Data under study:
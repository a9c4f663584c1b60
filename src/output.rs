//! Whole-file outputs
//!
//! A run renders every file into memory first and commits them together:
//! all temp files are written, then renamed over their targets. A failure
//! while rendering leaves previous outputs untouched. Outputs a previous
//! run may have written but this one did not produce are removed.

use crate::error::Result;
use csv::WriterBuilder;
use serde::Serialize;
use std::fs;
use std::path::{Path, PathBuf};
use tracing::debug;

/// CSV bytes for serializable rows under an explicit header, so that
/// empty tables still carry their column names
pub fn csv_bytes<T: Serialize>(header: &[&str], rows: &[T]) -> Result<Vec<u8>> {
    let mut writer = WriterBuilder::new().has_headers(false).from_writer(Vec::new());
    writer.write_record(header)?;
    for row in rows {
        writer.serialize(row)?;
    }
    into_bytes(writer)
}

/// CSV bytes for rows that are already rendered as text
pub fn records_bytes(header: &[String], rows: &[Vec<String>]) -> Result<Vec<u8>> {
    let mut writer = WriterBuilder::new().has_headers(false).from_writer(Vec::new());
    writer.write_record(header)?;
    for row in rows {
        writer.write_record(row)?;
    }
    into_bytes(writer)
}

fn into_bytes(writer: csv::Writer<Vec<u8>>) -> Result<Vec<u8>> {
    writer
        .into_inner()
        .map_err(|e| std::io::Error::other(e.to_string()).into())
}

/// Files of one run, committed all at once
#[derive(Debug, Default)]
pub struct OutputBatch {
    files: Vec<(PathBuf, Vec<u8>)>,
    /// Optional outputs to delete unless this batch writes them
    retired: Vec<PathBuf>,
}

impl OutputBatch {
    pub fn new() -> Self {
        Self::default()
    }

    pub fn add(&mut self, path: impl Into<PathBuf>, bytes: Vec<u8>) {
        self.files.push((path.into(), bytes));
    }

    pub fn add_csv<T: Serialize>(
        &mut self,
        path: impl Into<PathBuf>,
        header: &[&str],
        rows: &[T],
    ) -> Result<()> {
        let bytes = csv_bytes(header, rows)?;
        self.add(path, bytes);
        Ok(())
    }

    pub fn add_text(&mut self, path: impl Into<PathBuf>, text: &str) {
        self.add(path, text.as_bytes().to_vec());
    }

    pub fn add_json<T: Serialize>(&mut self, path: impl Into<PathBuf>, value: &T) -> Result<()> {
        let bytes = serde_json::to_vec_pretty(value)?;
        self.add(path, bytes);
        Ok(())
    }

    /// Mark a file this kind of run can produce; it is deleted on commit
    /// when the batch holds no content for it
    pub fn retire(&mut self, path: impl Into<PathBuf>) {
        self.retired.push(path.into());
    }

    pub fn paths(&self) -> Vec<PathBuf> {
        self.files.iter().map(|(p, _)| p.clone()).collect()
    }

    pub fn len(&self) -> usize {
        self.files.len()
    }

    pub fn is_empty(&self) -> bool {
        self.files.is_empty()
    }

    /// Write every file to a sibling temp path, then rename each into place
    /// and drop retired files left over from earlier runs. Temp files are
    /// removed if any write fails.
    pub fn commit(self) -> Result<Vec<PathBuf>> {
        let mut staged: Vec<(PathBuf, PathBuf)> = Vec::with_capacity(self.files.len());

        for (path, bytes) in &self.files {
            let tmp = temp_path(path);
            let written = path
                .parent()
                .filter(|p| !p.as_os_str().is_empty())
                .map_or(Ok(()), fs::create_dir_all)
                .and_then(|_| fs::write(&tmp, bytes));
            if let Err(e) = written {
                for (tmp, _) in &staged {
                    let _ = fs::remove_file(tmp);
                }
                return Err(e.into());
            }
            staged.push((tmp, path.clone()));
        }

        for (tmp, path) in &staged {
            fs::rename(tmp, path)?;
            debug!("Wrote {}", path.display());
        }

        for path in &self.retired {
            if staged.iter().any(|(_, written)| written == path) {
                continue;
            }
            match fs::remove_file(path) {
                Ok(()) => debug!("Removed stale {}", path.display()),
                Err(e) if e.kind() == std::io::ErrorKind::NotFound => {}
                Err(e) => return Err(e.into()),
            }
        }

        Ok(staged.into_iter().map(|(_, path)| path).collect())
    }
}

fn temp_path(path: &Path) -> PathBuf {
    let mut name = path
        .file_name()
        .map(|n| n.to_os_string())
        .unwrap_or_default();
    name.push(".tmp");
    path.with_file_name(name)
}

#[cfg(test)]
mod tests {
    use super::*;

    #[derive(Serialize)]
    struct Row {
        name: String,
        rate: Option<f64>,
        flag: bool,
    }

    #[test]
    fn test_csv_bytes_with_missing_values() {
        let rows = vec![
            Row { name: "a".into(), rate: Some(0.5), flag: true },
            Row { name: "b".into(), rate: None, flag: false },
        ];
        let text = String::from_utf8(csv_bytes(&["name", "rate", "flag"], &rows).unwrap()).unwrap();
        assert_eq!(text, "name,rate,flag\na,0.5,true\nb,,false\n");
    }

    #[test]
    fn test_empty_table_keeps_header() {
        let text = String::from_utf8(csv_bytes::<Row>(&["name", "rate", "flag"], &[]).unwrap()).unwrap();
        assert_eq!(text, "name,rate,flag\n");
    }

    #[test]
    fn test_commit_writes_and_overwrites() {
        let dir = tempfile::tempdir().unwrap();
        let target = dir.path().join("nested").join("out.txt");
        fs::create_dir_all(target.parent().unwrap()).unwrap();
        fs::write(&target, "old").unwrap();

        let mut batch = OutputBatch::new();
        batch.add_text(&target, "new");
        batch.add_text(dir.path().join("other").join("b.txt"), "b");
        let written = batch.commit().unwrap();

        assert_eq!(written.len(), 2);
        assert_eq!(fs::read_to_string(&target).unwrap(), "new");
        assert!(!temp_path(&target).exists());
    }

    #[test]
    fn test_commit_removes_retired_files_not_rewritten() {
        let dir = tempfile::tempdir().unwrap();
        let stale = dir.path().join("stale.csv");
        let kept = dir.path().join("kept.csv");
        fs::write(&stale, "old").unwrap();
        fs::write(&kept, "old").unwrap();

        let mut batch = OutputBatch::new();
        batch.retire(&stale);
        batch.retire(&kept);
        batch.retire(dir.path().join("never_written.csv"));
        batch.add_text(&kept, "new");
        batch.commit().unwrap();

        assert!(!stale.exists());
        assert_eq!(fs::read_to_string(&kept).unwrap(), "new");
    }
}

What you should do:
In your reply, restate exactly the lines from the start of the records above through the line holding "Outputs a previous", including both, and nothing else.

Response:
repository a9c4f663584c1b60
filename src/output.rs
//! Whole-file outputs
//!
//! A run renders every file into memory first and commits them together:
//! all temp files are written, then renamed over their targets. A failure
//! while rendering leaves previous outputs untouched. Outputs a previous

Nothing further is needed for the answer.